─── ENTRIES PROVIDED ───

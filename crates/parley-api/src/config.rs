use config::{Config as ConfigLoader, ConfigError, Environment, File, FileFormat};
use parley_llm::WorkersAiConfig;
use parley_persist::{CloudflareKvConfig, StoreBackend};
use serde::Deserialize;

#[derive(Debug, Clone, Deserialize)]
pub struct Config {
    pub server: ServerConfig,
    pub cors: CorsConfig,
    pub store: StoreConfig,
    #[serde(default)]
    pub history: HistoryConfig,
    pub logging: LoggingConfig,

    // Secrets (from ENV only)
    #[serde(default)]
    pub cloudflare_account_id: String,
    #[serde(default)]
    pub cloudflare_api_token: String,
    #[serde(default)]
    pub cloudflare_kv_namespace_id: String,
    #[serde(default)]
    pub mongodb_uri: String,
}

#[derive(Debug, Clone, Deserialize)]
pub struct ServerConfig {
    pub host: String,
    pub port: u16,
    #[serde(default = "default_request_timeout_secs")]
    pub request_timeout_secs: u64,
}

fn default_request_timeout_secs() -> u64 {
    60
}

#[derive(Debug, Clone, Deserialize)]
pub struct CorsConfig {
    pub enabled: bool,
    #[serde(default)]
    pub origins: Vec<String>,
}

#[derive(Debug, Clone, Copy, PartialEq, Eq, Deserialize)]
#[serde(rename_all = "snake_case")]
pub enum StoreKind {
    Memory,
    CloudflareKv,
    #[serde(rename = "mongodb")]
    MongoDb,
}

#[derive(Debug, Clone, Deserialize)]
pub struct StoreConfig {
    pub backend: StoreKind,
    /// Override for the Cloudflare API base (KV and Workers AI)
    #[serde(default)]
    pub api_base: Option<String>,
    #[serde(default = "default_database")]
    pub database: String,
    #[serde(default = "default_collection")]
    pub collection: String,
}

fn default_database() -> String {
    "parley".to_string()
}

fn default_collection() -> String {
    "sessions".to_string()
}

#[derive(Debug, Clone, Default, Deserialize)]
pub struct HistoryConfig {
    /// Treat an unparseable stored history as empty instead of failing the request
    #[serde(default)]
    pub reset_on_corrupt: bool,
}

#[derive(Debug, Clone, Deserialize)]
pub struct LoggingConfig {
    pub level: String,
    pub format: String,
}

impl Config {
    /// Load configuration from TOML files and environment variables
    ///
    /// Hierarchy (weakest to strongest):
    /// 1. config/default.toml
    /// 2. config/{ENV}.toml (if ENV is set, `dev` otherwise)
    /// 3. Environment variables prefixed `PARLEY_`, nested with `__`
    ///    (e.g. `PARLEY_SERVER__PORT=8080`)
    pub fn load() -> Result<Self, ConfigError> {
        let env = std::env::var("ENV").unwrap_or_else(|_| "dev".to_string());

        let builder = ConfigLoader::builder()
            // 1. Load default config
            .add_source(File::with_name("config/default").required(false))
            // 2. Load environment-specific config
            .add_source(File::with_name(&format!("config/{}", env)).required(false))
            // 3. Environment variables override everything
            .add_source(
                Environment::with_prefix("PARLEY")
                    .prefix_separator("_")
                    .separator("__")
                    .try_parsing(true),
            );

        let mut cfg: Config = builder.build()?.try_deserialize()?;

        // Load secrets from ENV (not in TOML)
        cfg.cloudflare_account_id = required_env("CLOUDFLARE_ACCOUNT_ID")?;
        cfg.cloudflare_api_token = required_env("CLOUDFLARE_API_TOKEN")?;

        match cfg.store.backend {
            StoreKind::Memory => {}
            StoreKind::CloudflareKv => {
                cfg.cloudflare_kv_namespace_id = required_env("CLOUDFLARE_KV_NAMESPACE_ID")?;
            }
            StoreKind::MongoDb => {
                cfg.mongodb_uri = required_env("MONGODB_URI")?;
            }
        }

        Ok(cfg)
    }

    /// Load config from an inline TOML document
    pub fn from_toml_str(toml: &str) -> Result<Self, ConfigError> {
        let builder = ConfigLoader::builder().add_source(File::from_str(toml, FileFormat::Toml));

        builder.build()?.try_deserialize()
    }

    pub fn inference(&self) -> WorkersAiConfig {
        let config = WorkersAiConfig::new(&self.cloudflare_account_id, &self.cloudflare_api_token);
        match &self.store.api_base {
            Some(base) => config.with_base_url(base),
            None => config,
        }
    }

    pub fn store_backend(&self) -> Result<StoreBackend, ConfigError> {
        match self.store.backend {
            StoreKind::Memory => Ok(StoreBackend::Memory),
            StoreKind::CloudflareKv => Ok(StoreBackend::CloudflareKv(CloudflareKvConfig {
                account_id: self.cloudflare_account_id.clone(),
                api_token: self.cloudflare_api_token.clone(),
                namespace_id: self.cloudflare_kv_namespace_id.clone(),
                base_url: self.store.api_base.clone(),
            })),
            #[cfg(feature = "mongodb")]
            StoreKind::MongoDb => Ok(StoreBackend::MongoDb {
                uri: self.mongodb_uri.clone(),
                database: self.store.database.clone(),
                collection: self.store.collection.clone(),
            }),
            #[cfg(not(feature = "mongodb"))]
            StoreKind::MongoDb => Err(ConfigError::Message(
                "store.backend = \"mongodb\" requires building with the `mongodb` feature".to_string(),
            )),
        }
    }
}

fn required_env(name: &str) -> Result<String, ConfigError> {
    std::env::var(name)
        .map_err(|_| ConfigError::Message(format!("{} environment variable is required", name)))
}

#[cfg(test)]
mod tests {
    use super::*;

    const TOML: &str = r#"
        [server]
        host = "127.0.0.1"
        port = 8787

        [cors]
        enabled = true
        origins = ["http://localhost:8787"]

        [store]
        backend = "cloudflare_kv"
        api_base = "http://localhost:9000"

        [history]
        reset_on_corrupt = true

        [logging]
        level = "debug"
        format = "json"
    "#;

    #[test]
    fn test_config_structure() {
        let config: Config = toml::from_str(TOML).unwrap();
        assert_eq!(config.server.port, 8787);
        assert_eq!(config.server.request_timeout_secs, 60);
        assert_eq!(config.store.backend, StoreKind::CloudflareKv);
        assert_eq!(config.store.database, "parley");
        assert!(config.history.reset_on_corrupt);
    }

    #[test]
    fn test_from_toml_str_matches_toml_crate() {
        let config = Config::from_toml_str(TOML).unwrap();
        assert_eq!(config.cors.origins, vec!["http://localhost:8787".to_string()]);
        assert_eq!(config.logging.format, "json");
    }

    #[test]
    fn test_history_section_is_optional() {
        let toml = TOML.replace("[history]\n        reset_on_corrupt = true", "");
        let config: Config = toml::from_str(&toml).unwrap();
        assert!(!config.history.reset_on_corrupt);
    }

    #[test]
    fn test_store_backend_uses_secrets_and_api_base() {
        let mut config: Config = toml::from_str(TOML).unwrap();
        config.cloudflare_account_id = "acc".to_string();
        config.cloudflare_api_token = "tok".to_string();
        config.cloudflare_kv_namespace_id = "ns".to_string();

        match config.store_backend().unwrap() {
            StoreBackend::CloudflareKv(kv) => {
                assert_eq!(kv.namespace_id, "ns");
                assert_eq!(kv.base_url.as_deref(), Some("http://localhost:9000"));
            }
            other => panic!("unexpected backend: {}", other.name()),
        }
        assert_eq!(config.inference().base_url.as_deref(), Some("http://localhost:9000"));
    }
}
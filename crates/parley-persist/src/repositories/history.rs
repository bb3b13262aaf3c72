use std::sync::Arc;

use crate::error::{PersistError, Result};
use crate::models::Turn;
use crate::store::KvStore;

pub const SESSION_KEY_PREFIX: &str = "session:";

/// Hard cap on persisted turns per session
pub const MAX_STORED_TURNS: usize = 30;

/// Load and save per-session history on top of a [`KvStore`]
///
/// The stored value is a JSON array of `{role, content}` objects under
/// `session:{session_id}`. Every save keeps at most `max_turns` entries,
/// dropping the oldest first.
#[derive(Clone)]
pub struct HistoryRepository {
    store: Arc<dyn KvStore>,
    max_turns: usize,
}

impl HistoryRepository {
    pub fn new(store: Arc<dyn KvStore>) -> Self {
        Self {
            store,
            max_turns: MAX_STORED_TURNS,
        }
    }

    pub fn with_max_turns(mut self, max_turns: usize) -> Self {
        self.max_turns = max_turns;
        self
    }

    pub fn session_key(session_id: &str) -> String {
        format!("{}{}", SESSION_KEY_PREFIX, session_id)
    }

    /// Fetch the history for a session
    ///
    /// Absent (or empty) values yield an empty history. A value that does not
    /// parse as a turn array is reported as [`PersistError::HistoryCorrupt`].
    pub async fn load(&self, session_id: &str) -> Result<Vec<Turn>> {
        let key = Self::session_key(session_id);

        match self.store.get(&key).await? {
            Some(raw) if !raw.is_empty() => serde_json::from_str(&raw)
                .map_err(|source| PersistError::HistoryCorrupt { key, source }),
            _ => Ok(Vec::new()),
        }
    }

    /// Trim to the most recent turns and overwrite the stored value
    ///
    /// Returns the number of turns written.
    pub async fn save(&self, session_id: &str, mut history: Vec<Turn>) -> Result<usize> {
        let dropped = retain_most_recent(&mut history, self.max_turns);
        if dropped > 0 {
            tracing::debug!(session_id, dropped, "Trimmed oldest turns before save");
        }

        let value = serde_json::to_string(&history)?;
        self.store.put(&Self::session_key(session_id), value).await?;

        Ok(history.len())
    }
}

/// Drop turns from the front until at most `max` remain. Returns how many were dropped.
pub fn retain_most_recent(history: &mut Vec<Turn>, max: usize) -> usize {
    let excess = history.len().saturating_sub(max);
    history.drain(..excess);
    excess
}
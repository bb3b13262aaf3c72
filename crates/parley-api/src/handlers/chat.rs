use axum::{body::Bytes, extract::State, Json};
use serde::{Deserialize, Serialize};
use std::sync::Arc;

use parley_context::Mode;
use crate::{error::{ApiError, ApiResult}, state::AppState};

#[derive(Debug, Deserialize)]
#[serde(rename_all = "camelCase")]
pub struct ChatRequest {
    #[serde(default)]
    pub session_id: Option<String>,
    #[serde(default)]
    pub message: Option<String>,
    #[serde(default)]
    pub mode: Option<String>,
}

#[derive(Debug, Serialize, Deserialize)]
pub struct ChatResponse {
    pub reply: String,
}

/// Send one message and get the assistant reply
///
/// POST /api/chat `{ sessionId, message, mode? }` → `{ reply }`
///
/// The body is parsed as JSON whatever its `Content-Type`.
pub async fn send_message(
    State(state): State<Arc<AppState>>,
    body: Bytes,
) -> ApiResult<Json<ChatResponse>> {
    let req: ChatRequest = serde_json::from_slice(&body)
        .map_err(|e| ApiError::BadRequest(format!("Invalid JSON body: {}", e)))?;

    let (session_id, message) = match (non_empty(&req.session_id), non_empty(&req.message)) {
        (Some(session_id), Some(message)) => (session_id, message),
        _ => {
            return Err(ApiError::BadRequest(
                "Missing sessionId or message".to_string(),
            ))
        }
    };

    let mode = Mode::from_tag(req.mode.as_deref());
    let reply = state.chat.reply(session_id, message, mode).await?;

    Ok(Json(ChatResponse { reply }))
}

fn non_empty(value: &Option<String>) -> Option<&str> {
    value.as_deref().filter(|v| !v.is_empty())
}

───

*WHAT IS BEING ASKED*: Could you filter the entries above for lines holding the string "filename" and copy them?

*PROBLEM SOLUTION*:
filename crates/parley-api/src/config.rs
filename crates/parley-persist/src/repositories/history.rs
filename crates/parley-api/src/handlers/chat.rs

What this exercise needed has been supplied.